This is the best quick dinner. You can whip up this roasted red pepper sauce in a blender in minutes or the night before, so that the only prep involved for making the dish is boiling the pasta and caramelizing some shallots, which already kind of take care of themselves. I originally used this sauce to make cheesy kale chips in this application, but loved the flavor so much I decided I’d try it out on pasta. Straight out of the blender, this is a silky and velvety sauce with a deeply rich, slightly tangy and subtly smoky flavor. The caramelized shallots not only look really pretty on top of the pasta, but also provide a perfect crispy texture in this tasty and simple dish.Print
- 1 cup raw cashews, soaked a few hours or overnight
- 7 ounces of prepared roasted red peppers
- 1/2 cup nutritional yeast
- 2 TB raw tahini
- 1/2 tsp salt
- 1/2 cup almond milk, plus a bit more if needed to thin it out to a sauce-like consistency
- 2–3 cups dried pasta, any kind (I used torchio pasta)
- shallots, thinly sliced (use one shallot per serving)
- olive oil
- Rinse and drain the cashews, then place them, along with the next five ingredients, into a small food processor and blend untilsmooth. Add in the remaining ingredients, then blend well again.
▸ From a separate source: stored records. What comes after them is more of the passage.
//! Numerically stable softmax over flat row-major buffers.
//!
//! Every row is shifted by its maximum before exponentiation, so the largest
//! exponent is `exp(0) = 1` and no finite input can overflow.

use crate::error::{AttentionError, Result};
use crate::math::inc_ops;

fn softmax_row_into(src: &[f32], dst: &mut [f32]) {
    // stabilised against overflow
    let max = src.iter().cloned().fold(f32::NEG_INFINITY, f32::max);
    let mut sum = 0.0f32;
    for (d, &x) in dst.iter_mut().zip(src) {
        let e = (x - max).exp();
        *d = e;
        sum += e;
    }
    for d in dst.iter_mut() {
        *d /= sum;
    }
}

/// Applies softmax to each row of a `rows x cols` matrix independently.
///
/// Every output row sums to one and every element lies in `[0, 1]` for any
/// finite input.
pub fn row_softmax(matrix: &[f32], rows: usize, cols: usize) -> Result<Vec<f32>> {
    if matrix.len() != rows * cols {
        return Err(AttentionError::dimension(
            "row_softmax",
            format!(
                "matrix has {} elements, expected {rows}x{cols} = {}",
                matrix.len(),
                rows * cols
            ),
        ));
    }
    inc_ops();
    let mut out = vec![0.0; matrix.len()];
    if cols == 0 {
        return Ok(out);
    }
    for (src, dst) in matrix.chunks_exact(cols).zip(out.chunks_exact_mut(cols)) {
        softmax_row_into(src, dst);
    }
    Ok(out)
}

/// Softmax over a single vector. An empty vector is returned unchanged.
pub fn vector_softmax(vector: &[f32]) -> Vec<f32> {
    if vector.is_empty() {
        return Vec::new();
    }
    let mut out = vec![0.0; vector.len()];
    softmax_row_into(vector, &mut out);
    out
}
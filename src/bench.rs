//! Wall-clock timing of repeated calls.

use std::time::Instant;

use serde::Serialize;

use crate::error::{AttentionError, Result};

/// Average latency of a timed callable, with an optional throughput figure.
#[derive(Debug, Clone, Copy, PartialEq, Serialize)]
pub struct BenchmarkResult {
    /// Mean wall-clock milliseconds per call.
    pub time_ms: f64,
    /// Billions of floating point operations per second, `0.0` when no
    /// operation count was supplied.
    pub gflops: f64,
}

impl BenchmarkResult {
    fn from_timing(time_ms: f64, flops: u64) -> Self {
        let gflops = if flops > 0 && time_ms > 0.0 {
            (flops as f64 / (time_ms / 1000.0)) / 1e9
        } else {
            0.0
        };
        Self { time_ms, gflops }
    }

    /// One-line summary such as `NaiveAttention: 1.25 ms (3.10 GFLOPS)`.
    pub fn summary(&self, name: &str) -> String {
        let mut line = format!("{name}: {:.2} ms", self.time_ms);
        if self.gflops > 0.0 {
            line.push_str(&format!(" ({:.2} GFLOPS)", self.gflops));
        }
        line
    }
}

/// Runs `func` once untimed, then `iterations` times under the clock, and
/// reports the mean latency.
///
/// The first failing call aborts the measurement and its error is returned.
pub fn time_function<F>(mut func: F, iterations: usize, flops: u64) -> Result<BenchmarkResult>
where
    F: FnMut() -> Result<()>,
{
    if iterations == 0 {
        return Err(AttentionError::InvalidArgument {
            arg: "iterations",
            reason: "must be positive, got 0".to_string(),
        });
    }

    // Warm-up
    func()?;

    let start = Instant::now();
    for _ in 0..iterations {
        func()?;
    }
    let elapsed = start.elapsed().as_secs_f64();
    let time_ms = elapsed * 1000.0 / iterations as f64;
    Ok(BenchmarkResult::from_timing(time_ms, flops))
}
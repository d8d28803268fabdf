//! Multi-head attention engines behind a common contract.
//!
//! Every engine consumes a flat row-major `[seq_len, d_model]` buffer and
//! returns a buffer of the same shape. Engines are built through validating
//! factories, own their weights, and keep no state between calls, so
//! [`Attention::forward`] takes `&self` and may be called from several threads
//! at once.

pub mod head;
pub mod naive;
pub mod parallel;
pub mod weights;

use serde::{Deserialize, Serialize};
use std::fmt;
use std::str::FromStr;

use crate::bench::{self, BenchmarkResult};
use crate::config::AttentionConfig;
use crate::error::{AttentionError, Result};
use crate::rng::{random_matrix_default, rng_from_env};

pub use naive::NaiveAttention;
pub use parallel::ParallelAttention;
pub use weights::{WeightInit, WeightSet};

/// Iteration count used when a caller has no preference.
pub const DEFAULT_BENCH_ITERATIONS: usize = 100;

/// Common interface for attention variants.
pub trait Attention: Send + Sync {
    fn config(&self) -> &AttentionConfig;

    /// Stable identifier used when reporting and comparing variants.
    fn name(&self) -> &str;

    /// Full multi-head attention over `input`, which must hold exactly
    /// `seq_len * d_model` elements. Deterministic for a given instance.
    fn forward(&self, input: &[f32]) -> Result<Vec<f32>>;

    fn seq_len(&self) -> usize {
        self.config().seq_len()
    }

    fn d_model(&self) -> usize {
        self.config().d_model()
    }

    fn num_heads(&self) -> usize {
        self.config().num_heads()
    }

    fn head_dim(&self) -> usize {
        self.config().head_dim()
    }

    fn validate_input(&self, input: &[f32]) -> Result<()> {
        self.config().validate_input(input)
    }

    /// Latency and throughput of [`forward`](Attention::forward) on a random
    /// input of the engine's own shape drawn from [`rng_from_env`].
    fn benchmark_report(&self, iterations: usize) -> Result<BenchmarkResult> {
        let config = *self.config();
        let input = random_matrix_default(&mut rng_from_env(), config.seq_len(), config.d_model());
        self.benchmark_with_input(&input, iterations)
    }

    /// Times [`forward`](Attention::forward) on a caller-supplied input: one
    /// untimed warm-up call, then `iterations` timed calls.
    fn benchmark_with_input(&self, input: &[f32], iterations: usize) -> Result<BenchmarkResult> {
        if iterations == 0 {
            return Err(AttentionError::InvalidArgument {
                arg: "iterations",
                reason: "must be positive, got 0".to_string(),
            });
        }
        self.validate_input(input)?;
        let result = bench::time_function(
            || self.forward(input).map(|_| ()),
            iterations,
            self.config().forward_flops(),
        )?;
        log::debug!(
            "{} benchmark: {} iterations, {:.4} ms/iter",
            self.name(),
            iterations,
            result.time_ms
        );
        Ok(result)
    }

    /// Mean milliseconds per forward call; see [`benchmark_report`](Attention::benchmark_report).
    fn benchmark(&self, iterations: usize) -> Result<f64> {
        Ok(self.benchmark_report(iterations)?.time_ms)
    }
}

/// Selects an engine implementation.
#[derive(Debug, Clone, Copy, PartialEq, Eq, Hash, Serialize, Deserialize)]
#[serde(rename_all = "lowercase")]
pub enum AttentionKind {
    /// Sequential reference pipeline.
    Naive,
    /// Heads computed concurrently on the rayon pool.
    Parallel,
}

impl AttentionKind {
    pub const ALL: [AttentionKind; 2] = [AttentionKind::Naive, AttentionKind::Parallel];
}

impl fmt::Display for AttentionKind {
    fn fmt(&self, f: &mut fmt::Formatter<'_>) -> fmt::Result {
        match self {
            AttentionKind::Naive => f.write_str("naive"),
            AttentionKind::Parallel => f.write_str("parallel"),
        }
    }
}

impl FromStr for AttentionKind {
    type Err = AttentionError;

    fn from_str(s: &str) -> Result<Self> {
        match s.to_ascii_lowercase().as_str() {
            "naive" => Ok(AttentionKind::Naive),
            "parallel" => Ok(AttentionKind::Parallel),
            other => Err(AttentionError::InvalidArgument {
                arg: "kind",
                reason: format!("unknown attention variant '{other}'"),
            }),
        }
    }
}

/// Build an engine of the requested kind with freshly drawn weights.
///
/// The dimensions are validated before any weight is allocated.
pub fn create(
    kind: AttentionKind,
    seq_len: i64,
    d_model: i64,
    num_heads: i64,
) -> Result<Box<dyn Attention>> {
    let config = AttentionConfig::new(seq_len, d_model, num_heads)?;
    let weights = WeightSet::random(config.d_model(), &WeightInit::default(), &mut rng_from_env());
    create_with_weights(kind, config, weights)
}

/// Build an engine of the requested kind around an existing weight set.
pub fn create_with_weights(
    kind: AttentionKind,
    config: AttentionConfig,
    weights: WeightSet,
) -> Result<Box<dyn Attention>> {
    Ok(match kind {
        AttentionKind::Naive => Box::new(NaiveAttention::with_weights(config, weights)?),
        AttentionKind::Parallel => Box::new(ParallelAttention::with_weights(config, weights)?),
    })
}
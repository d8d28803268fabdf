//! Error types shared by the matrix primitives and the attention engines.

use thiserror::Error;

/// Rejection reasons for an attention configuration.
///
/// Each invariant has its own variant so callers can tell which constraint
/// failed and with which value.
#[derive(Debug, Clone, PartialEq, Eq, Error)]
pub enum ConfigError {
    #[error("seq_len must be positive, got {0}")]
    SeqLen(i64),

    #[error("d_model must be positive, got {0}")]
    DModel(i64),

    #[error("num_heads must be positive, got {0}")]
    NumHeads(i64),

    #[error("d_model ({d_model}) must be divisible by num_heads ({num_heads})")]
    IndivisibleHeads { d_model: i64, num_heads: i64 },

    /// A buffer the engine allocates would not fit in `usize`.
    #[error("seq_len ({seq_len}) and d_model ({d_model}) give buffers larger than usize::MAX elements")]
    TooLarge { seq_len: i64, d_model: i64 },
}

/// Errors surfaced by attention engines and the primitives they are built from.
#[derive(Debug, Error)]
pub enum AttentionError {
    /// The engine configuration violated one of its invariants.
    #[error("invalid configuration: {0}")]
    Config(#[from] ConfigError),

    /// The input buffer does not hold exactly `seq_len * d_model` elements.
    #[error("input size mismatch: expected {expected} ({seq_len}x{d_model}), got {actual}")]
    Shape {
        expected: usize,
        actual: usize,
        seq_len: usize,
        d_model: usize,
    },

    /// A matrix primitive received buffers that disagree with the declared dimensions.
    #[error("dimension mismatch in {op}: {reason}")]
    DimensionMismatch { op: &'static str, reason: String },

    /// A scalar argument was out of range.
    #[error("invalid argument '{arg}': {reason}")]
    InvalidArgument { arg: &'static str, reason: String },

    /// A weight set does not fit the engine it is handed to.
    #[error("invalid weights: {reason}")]
    Weights { reason: String },

    #[error(transparent)]
    Io(#[from] std::io::Error),

    #[error("json error: {0}")]
    Json(#[from] serde_json::Error),

    #[error("toml error: {0}")]
    Toml(#[from] toml::de::Error),
}

impl AttentionError {
    pub(crate) fn dimension(op: &'static str, reason: impl Into<String>) -> Self {
        AttentionError::DimensionMismatch {
            op,
            reason: reason.into(),
        }
    }
}

/// Crate-wide result alias.
pub type Result<T> = std::result::Result<T, AttentionError>;
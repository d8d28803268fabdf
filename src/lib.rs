//! Multi-head scaled dot-product attention over flat row-major `f32` buffers.
//!
//! Tensors are plain slices with their shape passed alongside at every call.
//! [`math`] and [`softmax`] provide the primitives, [`attention`] composes
//! them into interchangeable engines behind the [`Attention`] trait, and
//! [`bench`] measures them.

pub mod attention;
pub mod bench;
pub mod config;
pub mod error;
pub mod logging;
pub mod math;
pub mod rng;
pub mod softmax;

pub use attention::{
    create, create_with_weights, Attention, AttentionKind, NaiveAttention, ParallelAttention,
    WeightInit, WeightSet, DEFAULT_BENCH_ITERATIONS,
};
pub use bench::BenchmarkResult;
pub use config::{AttentionConfig, RunConfig};
pub use error::{AttentionError, ConfigError, Result};
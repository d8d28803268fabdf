//! Reference multi-head attention: every stage runs sequentially on the
//! calling thread.

use rand::Rng;

use super::head;
use super::weights::{WeightInit, WeightSet};
use super::Attention;
use crate::config::AttentionConfig;
use crate::error::Result;
use crate::rng::rng_from_env;

/// Straightforward multi-head attention favouring clarity over speed; the
/// baseline other variants are validated against.
#[derive(Debug, Clone)]
pub struct NaiveAttention {
    config: AttentionConfig,
    weights: WeightSet,
}

impl NaiveAttention {
    pub const NAME: &'static str = "NaiveAttention";

    /// Validate the dimensions and draw weights from [`rng_from_env`].
    pub fn create(seq_len: i64, d_model: i64, num_heads: i64) -> Result<Self> {
        let config = AttentionConfig::new(seq_len, d_model, num_heads)?;
        Ok(Self::with_rng(config, &WeightInit::default(), &mut rng_from_env()))
    }

    pub fn with_rng<R: Rng + ?Sized>(config: AttentionConfig, init: &WeightInit, rng: &mut R) -> Self {
        let weights = WeightSet::random(config.d_model(), init, rng);
        log::debug!(
            "{} init seq_len={} d_model={} num_heads={} weights=uniform(+-{}) bias={}",
            Self::NAME,
            config.seq_len(),
            config.d_model(),
            config.num_heads(),
            init.range,
            init.bias
        );
        Self { config, weights }
    }

    /// Wrap an existing weight set, rejecting it if its shapes do not fit `config`.
    pub fn with_weights(config: AttentionConfig, weights: WeightSet) -> Result<Self> {
        weights.validate(config.d_model())?;
        Ok(Self { config, weights })
    }

    pub fn weights(&self) -> &WeightSet {
        &self.weights
    }
}

impl Attention for NaiveAttention {
    fn config(&self) -> &AttentionConfig {
        &self.config
    }

    fn name(&self) -> &str {
        Self::NAME
    }

    fn forward(&self, input: &[f32]) -> Result<Vec<f32>> {
        self.validate_input(input)?;
        let projections = head::project_qkv(&self.weights, &self.config, input)?;
        let mut heads = Vec::with_capacity(self.config.num_heads());
        for h in 0..self.config.num_heads() {
            heads.push(head::attend_head(&projections, &self.config, h)?);
        }
        head::concat_and_project(&self.weights, &self.config, &heads)
    }
}

#[cfg(test)]
mod tests {
    use super::*;
    use crate::error::AttentionError;

    fn identity_engine(seq_len: i64, d_model: i64, num_heads: i64) -> NaiveAttention {
        let config = AttentionConfig::new(seq_len, d_model, num_heads).unwrap();
        NaiveAttention::with_weights(config, WeightSet::identity(config.d_model())).unwrap()
    }

    #[test]
    fn identical_tokens_pass_through_identity_weights() {
        // every token attends uniformly over copies of itself
        let attn = identity_engine(3, 4, 2);
        let row = [0.5, -1.0, 2.0, 0.25];
        let x: Vec<f32> = row.iter().cycle().take(12).cloned().collect();
        let out = attn.forward(&x).unwrap();
        for (a, b) in out.iter().zip(x.iter()) {
            assert!((a - b).abs() < 1e-6);
        }
    }

    #[test]
    fn heads_only_see_their_own_columns() {
        // head 0 owns column 0, head 1 owns column 1; with a zero column the
        // head attends uniformly and averages its values
        let attn = identity_engine(2, 2, 2);
        let x = [1.0, 0.0, 3.0, 0.0];
        let out = attn.forward(&x).unwrap();
        assert_eq!(out[1], 0.0);
        assert_eq!(out[3], 0.0);
        assert!(out[2] > out[0]);
    }

    #[test]
    fn rejects_wrong_input_size() {
        let attn = identity_engine(4, 8, 2);
        let err = attn.forward(&[1.0; 10]).unwrap_err();
        assert!(matches!(
            err,
            AttentionError::Shape {
                expected: 32,
                actual: 10,
                ..
            }
        ));
    }

    #[test]
    fn with_weights_rejects_mismatched_set() {
        let config = AttentionConfig::new(2, 8, 2).unwrap();
        let err = NaiveAttention::with_weights(config, WeightSet::identity(4)).unwrap_err();
        assert!(matches!(err, AttentionError::Weights { .. }));
    }
}
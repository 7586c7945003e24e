//! Bounded collections for single-writer hot paths.

pub mod index_list;

pub use index_list::{IndexList, NodeId};
//! Common error types for infrastructure components.

pub mod types;

pub use types::{Error, Result};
- Boil your pasta according to the product instructions. While you pasta is boiling, throw your shallots into a lightly-oiled pan over medium low heat. Resist the urge to stir them around a lot so they’ll have a chance to develop some caramelization, but watch them to prevent burning. After about 10 minutes they should be nicely crisped. Remove them from the heat.
- By this time, your pasta should be ready. Drain it, then place the desired amount of sauce over the top and stir gently to combine. Then transfer to serving bowls and top with the caramelized shallots.
- Refrigerate any leftover sauce in the refrigerator and keep it separated from the pasta until you are ready to serve it again.